Records supplied:
+--

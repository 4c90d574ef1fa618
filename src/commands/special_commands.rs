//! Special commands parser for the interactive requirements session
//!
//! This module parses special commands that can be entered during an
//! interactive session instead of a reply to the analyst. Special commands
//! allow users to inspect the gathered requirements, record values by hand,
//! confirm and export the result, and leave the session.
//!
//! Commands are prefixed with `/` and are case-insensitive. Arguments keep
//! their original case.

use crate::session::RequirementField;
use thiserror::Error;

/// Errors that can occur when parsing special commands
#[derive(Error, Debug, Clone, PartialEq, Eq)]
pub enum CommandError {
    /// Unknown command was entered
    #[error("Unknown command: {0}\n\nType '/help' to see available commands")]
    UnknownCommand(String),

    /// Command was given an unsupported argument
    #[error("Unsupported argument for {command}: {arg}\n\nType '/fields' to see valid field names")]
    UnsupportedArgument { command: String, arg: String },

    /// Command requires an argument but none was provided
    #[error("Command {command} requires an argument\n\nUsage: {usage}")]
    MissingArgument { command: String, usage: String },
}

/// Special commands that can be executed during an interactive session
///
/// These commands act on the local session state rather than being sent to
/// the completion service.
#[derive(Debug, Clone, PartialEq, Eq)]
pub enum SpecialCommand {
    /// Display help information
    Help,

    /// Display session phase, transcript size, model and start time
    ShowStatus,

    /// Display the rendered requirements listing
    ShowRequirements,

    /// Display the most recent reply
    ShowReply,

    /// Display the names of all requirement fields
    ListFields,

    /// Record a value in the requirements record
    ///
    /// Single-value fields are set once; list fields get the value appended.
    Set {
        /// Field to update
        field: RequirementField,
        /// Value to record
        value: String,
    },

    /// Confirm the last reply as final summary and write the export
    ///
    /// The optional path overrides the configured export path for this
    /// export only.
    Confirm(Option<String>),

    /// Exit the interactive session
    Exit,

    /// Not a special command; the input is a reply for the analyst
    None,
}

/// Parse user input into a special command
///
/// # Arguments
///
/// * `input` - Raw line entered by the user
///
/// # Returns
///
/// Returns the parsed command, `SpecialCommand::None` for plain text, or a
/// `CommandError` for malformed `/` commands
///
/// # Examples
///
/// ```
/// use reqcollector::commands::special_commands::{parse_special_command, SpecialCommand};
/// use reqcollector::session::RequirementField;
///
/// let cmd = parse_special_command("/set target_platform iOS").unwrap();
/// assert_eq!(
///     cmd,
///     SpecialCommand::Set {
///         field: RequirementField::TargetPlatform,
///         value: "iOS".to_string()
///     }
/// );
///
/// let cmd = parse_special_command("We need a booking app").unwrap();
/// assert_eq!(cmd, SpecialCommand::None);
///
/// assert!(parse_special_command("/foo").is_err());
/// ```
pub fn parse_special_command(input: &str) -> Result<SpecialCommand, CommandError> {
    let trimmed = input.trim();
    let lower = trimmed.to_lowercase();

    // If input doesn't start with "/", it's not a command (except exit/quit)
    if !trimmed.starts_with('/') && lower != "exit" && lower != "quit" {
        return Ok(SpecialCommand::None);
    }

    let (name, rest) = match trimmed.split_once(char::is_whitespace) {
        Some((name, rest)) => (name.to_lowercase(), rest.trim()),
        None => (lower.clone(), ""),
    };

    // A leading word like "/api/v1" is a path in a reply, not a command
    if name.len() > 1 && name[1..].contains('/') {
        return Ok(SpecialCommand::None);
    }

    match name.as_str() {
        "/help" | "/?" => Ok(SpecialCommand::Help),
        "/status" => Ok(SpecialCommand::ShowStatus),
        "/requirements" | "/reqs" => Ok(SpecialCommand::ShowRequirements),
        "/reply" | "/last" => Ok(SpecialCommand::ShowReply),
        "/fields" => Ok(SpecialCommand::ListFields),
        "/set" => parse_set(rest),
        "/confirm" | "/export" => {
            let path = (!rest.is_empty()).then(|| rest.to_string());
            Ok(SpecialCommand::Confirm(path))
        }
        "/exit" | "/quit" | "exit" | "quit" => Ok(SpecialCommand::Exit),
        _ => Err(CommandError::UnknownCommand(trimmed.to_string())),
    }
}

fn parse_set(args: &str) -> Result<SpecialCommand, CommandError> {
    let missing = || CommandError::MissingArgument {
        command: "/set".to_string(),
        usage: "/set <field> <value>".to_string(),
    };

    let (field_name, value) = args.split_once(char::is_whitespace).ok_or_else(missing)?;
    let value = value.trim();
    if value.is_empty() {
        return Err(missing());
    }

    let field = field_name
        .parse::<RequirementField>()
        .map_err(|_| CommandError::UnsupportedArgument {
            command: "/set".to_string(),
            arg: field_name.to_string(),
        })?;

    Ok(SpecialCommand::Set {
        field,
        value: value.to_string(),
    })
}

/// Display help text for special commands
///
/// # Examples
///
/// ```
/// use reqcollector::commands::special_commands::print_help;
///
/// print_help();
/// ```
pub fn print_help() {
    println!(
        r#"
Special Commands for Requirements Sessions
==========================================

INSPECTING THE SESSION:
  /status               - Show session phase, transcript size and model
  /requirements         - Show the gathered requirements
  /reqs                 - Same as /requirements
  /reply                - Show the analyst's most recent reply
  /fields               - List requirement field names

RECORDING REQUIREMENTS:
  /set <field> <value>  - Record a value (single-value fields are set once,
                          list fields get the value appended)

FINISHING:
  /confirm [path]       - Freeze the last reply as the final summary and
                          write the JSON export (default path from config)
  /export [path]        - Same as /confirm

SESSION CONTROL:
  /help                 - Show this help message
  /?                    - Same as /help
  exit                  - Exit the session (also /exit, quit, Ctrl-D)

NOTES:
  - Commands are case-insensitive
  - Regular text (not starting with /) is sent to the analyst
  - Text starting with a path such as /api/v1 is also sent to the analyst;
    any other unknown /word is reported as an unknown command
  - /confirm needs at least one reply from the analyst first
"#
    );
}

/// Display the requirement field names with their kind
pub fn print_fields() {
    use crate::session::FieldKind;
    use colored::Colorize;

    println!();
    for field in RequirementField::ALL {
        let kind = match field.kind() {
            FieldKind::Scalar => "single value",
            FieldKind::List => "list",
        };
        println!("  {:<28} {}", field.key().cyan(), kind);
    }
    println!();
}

+--

Work out how many lines of the material contain the word "write" and answer with that number only.

2